> [ACTIVITY] Gather every line from the entries below that includes "TripTimes".
GIVEN RECORDS below:
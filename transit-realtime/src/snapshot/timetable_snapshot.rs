//! The versioned realtime view of the timetable.

use std::collections::HashMap;
use std::sync::Arc;

use chrono::NaiveDate;
use tracing::trace;

use crate::domain::{
    FeedScopedId, RealTimeState, Timetable, TripOnServiceDate, TripPattern, TripTimes,
};

use super::TransitOverlay;

type TimetableKey = (FeedScopedId, NaiveDate);

/// The updater that wrote a trip's realtime row, and the pattern the trip
/// runs on before any move to a modified pattern.
#[derive(Debug, Clone)]
struct RowSource {
    source: String,
    pattern: Arc<TripPattern>,
}

/// Realtime timetables by (trip pattern, service date), plus the overlay
/// of added entities.
///
/// A published snapshot is never mutated: the manager keeps a private
/// buffer copy that the updater writes to, and publishes clones of it.
#[derive(Debug, Clone, Default)]
pub struct TimetableSnapshot {
    version: u64,
    timetables: HashMap<TimetableKey, Arc<Timetable>>,
    /// Patterns referenced by realtime timetables that are not in the
    /// static index.
    realtime_patterns: HashMap<FeedScopedId, Arc<TripPattern>>,
    /// Trips moved to a modified pattern on a given date.
    modified_trip_patterns: HashMap<TimetableKey, Arc<TripPattern>>,
    /// Source of each trip's realtime row, by (trip, date).
    row_sources: HashMap<TimetableKey, RowSource>,
    overlay: TransitOverlay,
    dirty: bool,
}

impl TimetableSnapshot {
    pub fn version(&self) -> u64 {
        self.version
    }

    /// The timetable of `pattern` on `date`: the realtime one if any, else
    /// the scheduled one.
    pub fn resolve<'a>(&'a self, pattern: &'a TripPattern, date: NaiveDate) -> &'a Timetable {
        self.timetables
            .get(&(pattern.id.clone(), date))
            .map(|t| t.as_ref())
            .unwrap_or(&pattern.scheduled_timetable)
    }

    /// The realtime timetable of a pattern on a date, if one was written.
    pub fn timetable(&self, pattern_id: &FeedScopedId, date: NaiveDate) -> Option<&Arc<Timetable>> {
        self.timetables.get(&(pattern_id.clone(), date))
    }

    pub fn timetables(&self) -> impl Iterator<Item = &Arc<Timetable>> {
        self.timetables.values()
    }

    /// The realtime row of a trip on a date, wherever it currently lives.
    pub fn trip_times(
        &self,
        pattern: &TripPattern,
        trip_id: &FeedScopedId,
        date: NaiveDate,
    ) -> Option<&Arc<TripTimes>> {
        let key = (trip_id.clone(), date);
        match self.modified_trip_patterns.get(&key) {
            Some(modified) => self.timetable(&modified.id, date)?.get(trip_id),
            None => self.timetable(&pattern.id, date)?.get(trip_id),
        }
    }

    pub fn realtime_pattern(&self, id: &FeedScopedId) -> Option<&Arc<TripPattern>> {
        self.realtime_patterns.get(id)
    }

    /// The modified pattern a trip runs on at `date`, if it was moved.
    pub fn modified_pattern_for(
        &self,
        trip_id: &FeedScopedId,
        date: NaiveDate,
    ) -> Option<&Arc<TripPattern>> {
        self.modified_trip_patterns.get(&(trip_id.clone(), date))
    }

    pub fn overlay(&self) -> &TransitOverlay {
        &self.overlay
    }

    pub fn len(&self) -> usize {
        self.timetables.len()
    }

    pub fn is_empty(&self) -> bool {
        self.timetables.is_empty()
    }

    pub(crate) fn is_dirty(&self) -> bool {
        self.dirty
    }

    /// Copy of the buffer to publish as the next version.
    pub(crate) fn commit(&mut self) -> TimetableSnapshot {
        self.version += 1;
        self.dirty = false;
        self.clone()
    }

    /// Writes `times` into the timetable of `pattern` on `date`, replacing
    /// any row of the same trip.
    pub(crate) fn update(&mut self, pattern: &Arc<TripPattern>, times: TripTimes, date: NaiveDate) {
        if pattern.created_by_realtime {
            self.realtime_patterns
                .insert(pattern.id.clone(), pattern.clone());
        }
        trace!(pattern = %pattern.id, %date, times = %times, "updating timetable");

        let base = self.resolve(pattern, date);
        let mut updated = base.with_trip_times(Arc::new(times));
        if updated.service_date().is_none() {
            updated = copy_with_date(&updated, date);
        }
        self.timetables
            .insert((pattern.id.clone(), date), Arc::new(updated));
        self.dirty = true;
    }

    /// Removes a trip from the timetable of `pattern` on `date`.
    pub(crate) fn remove_trip(
        &mut self,
        pattern: &TripPattern,
        trip_id: &FeedScopedId,
        date: NaiveDate,
    ) {
        let current = self.resolve(pattern, date);
        if current.get(trip_id).is_none() {
            return;
        }
        let mut updated = current.without_trip(trip_id);
        if updated.service_date().is_none() {
            updated = copy_with_date(&updated, date);
        }
        self.timetables
            .insert((pattern.id.clone(), date), Arc::new(updated));
        self.dirty = true;
    }

    /// Records that a trip runs on `modified` at `date`.
    pub(crate) fn set_modified_pattern(
        &mut self,
        trip_id: &FeedScopedId,
        date: NaiveDate,
        modified: Arc<TripPattern>,
    ) {
        self.modified_trip_patterns
            .insert((trip_id.clone(), date), modified);
        self.dirty = true;
    }

    /// Undoes an earlier move of a trip to a modified pattern.
    ///
    /// Returns true if the trip had been moved.
    pub(crate) fn revert_modified_pattern(&mut self, trip_id: &FeedScopedId, date: NaiveDate) -> bool {
        let Some(modified) = self.modified_trip_patterns.remove(&(trip_id.clone(), date)) else {
            return false;
        };
        self.remove_trip(&modified, trip_id, date);
        self.dirty = true;
        true
    }

    /// Registers an added trip in the overlay.
    pub(crate) fn register_added_trip(
        &mut self,
        pattern: Arc<TripPattern>,
        tosd: Arc<TripOnServiceDate>,
        new_route: bool,
    ) {
        if new_route {
            self.overlay.add_route(pattern.route.clone());
        }
        self.realtime_patterns
            .insert(pattern.id.clone(), pattern.clone());
        self.overlay.add_trip(pattern, tosd);
        self.dirty = true;
    }

    /// Records that `source` wrote the realtime row of a trip on `date`.
    /// `pattern` is the trip's own pattern, not a modified one.
    pub(crate) fn set_source(
        &mut self,
        trip_id: &FeedScopedId,
        date: NaiveDate,
        source: &str,
        pattern: Arc<TripPattern>,
    ) {
        let row = RowSource {
            source: source.to_string(),
            pattern,
        };
        self.row_sources.insert((trip_id.clone(), date), row);
    }

    /// The source that last wrote the realtime row of a trip on `date`.
    pub fn source_of(&self, trip_id: &FeedScopedId, date: NaiveDate) -> Option<&str> {
        self.row_sources
            .get(&(trip_id.clone(), date))
            .map(|row| row.source.as_str())
    }

    /// Undoes every realtime row written by `source`.
    ///
    /// Scheduled trips go back to their scheduled times and leave any
    /// modified pattern; trips the source added are dropped from the
    /// overlay. Rows of other sources are kept.
    pub(crate) fn clear(&mut self, source: &str) {
        let before = self.timetables.len();
        let written: Vec<(TimetableKey, Arc<TripPattern>)> = self
            .row_sources
            .iter()
            .filter(|(_, row)| row.source == source)
            .map(|(key, row)| (key.clone(), row.pattern.clone()))
            .collect();

        for ((trip_id, date), pattern) in &written {
            let key = (trip_id.clone(), *date);
            self.row_sources.remove(&key);
            if let Some(modified) = self.modified_trip_patterns.remove(&key) {
                self.restore_scheduled(&modified, trip_id, *date);
            }
            self.restore_scheduled(pattern, trip_id, *date);
        }
        self.overlay.remove_trips(|tosd| {
            written
                .iter()
                .any(|((trip_id, date), _)| *trip_id == tosd.trip.id && *date == tosd.service_date)
        });
        self.drop_unused_patterns();
        trace!(source, rows = written.len(), before, after = self.timetables.len(), "cleared source");
        self.dirty = true;
    }

    /// Puts the scheduled row of a trip back into the realtime timetable of
    /// `pattern`, or removes the row if the pattern has none. A timetable
    /// left with only scheduled rows is dropped.
    fn restore_scheduled(&mut self, pattern: &TripPattern, trip_id: &FeedScopedId, date: NaiveDate) {
        let key = (pattern.id.clone(), date);
        let Some(table) = self.timetables.get(&key) else {
            return;
        };
        let restored = match pattern.scheduled_trip_times(trip_id) {
            Some(scheduled) if !pattern.created_by_realtime => table.with_trip_times(scheduled.clone()),
            _ => table.without_trip(trip_id),
        };
        let realtime = restored
            .trip_times()
            .iter()
            .any(|t| t.state() != RealTimeState::Scheduled);
        if realtime {
            self.timetables.insert(key, Arc::new(restored));
        } else {
            self.timetables.remove(&key);
        }
    }

    /// Drops realtime data for service dates before `cutoff`.
    ///
    /// Returns true if anything was removed.
    pub(crate) fn purge_before(&mut self, cutoff: NaiveDate) -> bool {
        let before = self.timetables.len() + self.modified_trip_patterns.len();
        self.timetables.retain(|(_, date), _| *date >= cutoff);
        self.modified_trip_patterns
            .retain(|(_, date), _| *date >= cutoff);
        self.row_sources.retain(|(_, date), _| *date >= cutoff);
        let trips_before = self.overlay.num_trips();
        self.overlay.remove_trips(|tosd| tosd.service_date < cutoff);
        self.drop_unused_patterns();

        let removed = before != self.timetables.len() + self.modified_trip_patterns.len()
            || trips_before != self.overlay.num_trips();
        if removed {
            self.dirty = true;
        }
        removed
    }

    fn drop_unused_patterns(&mut self) {
        let timetables = &self.timetables;
        self.realtime_patterns
            .retain(|id, _| timetables.keys().any(|(pattern_id, _)| pattern_id == id));
    }
}

fn copy_with_date(table: &Timetable, date: NaiveDate) -> Timetable {
    let mut dated = Timetable::new(table.pattern_id().clone(), Some(date));
    for times in table.trip_times() {
        dated = dated.with_trip_times(times.clone());
    }
    dated
}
End of GIVEN RECORDS.
> [WRITTEN RESPONSE]
    FeedScopedId, RealTimeState, Timetable, TripOnServiceDate, TripPattern, TripTimes,
    ) -> Option<&Arc<TripTimes>> {
    pub(crate) fn update(&mut self, pattern: &Arc<TripPattern>, times: TripTimes, date: NaiveDate) {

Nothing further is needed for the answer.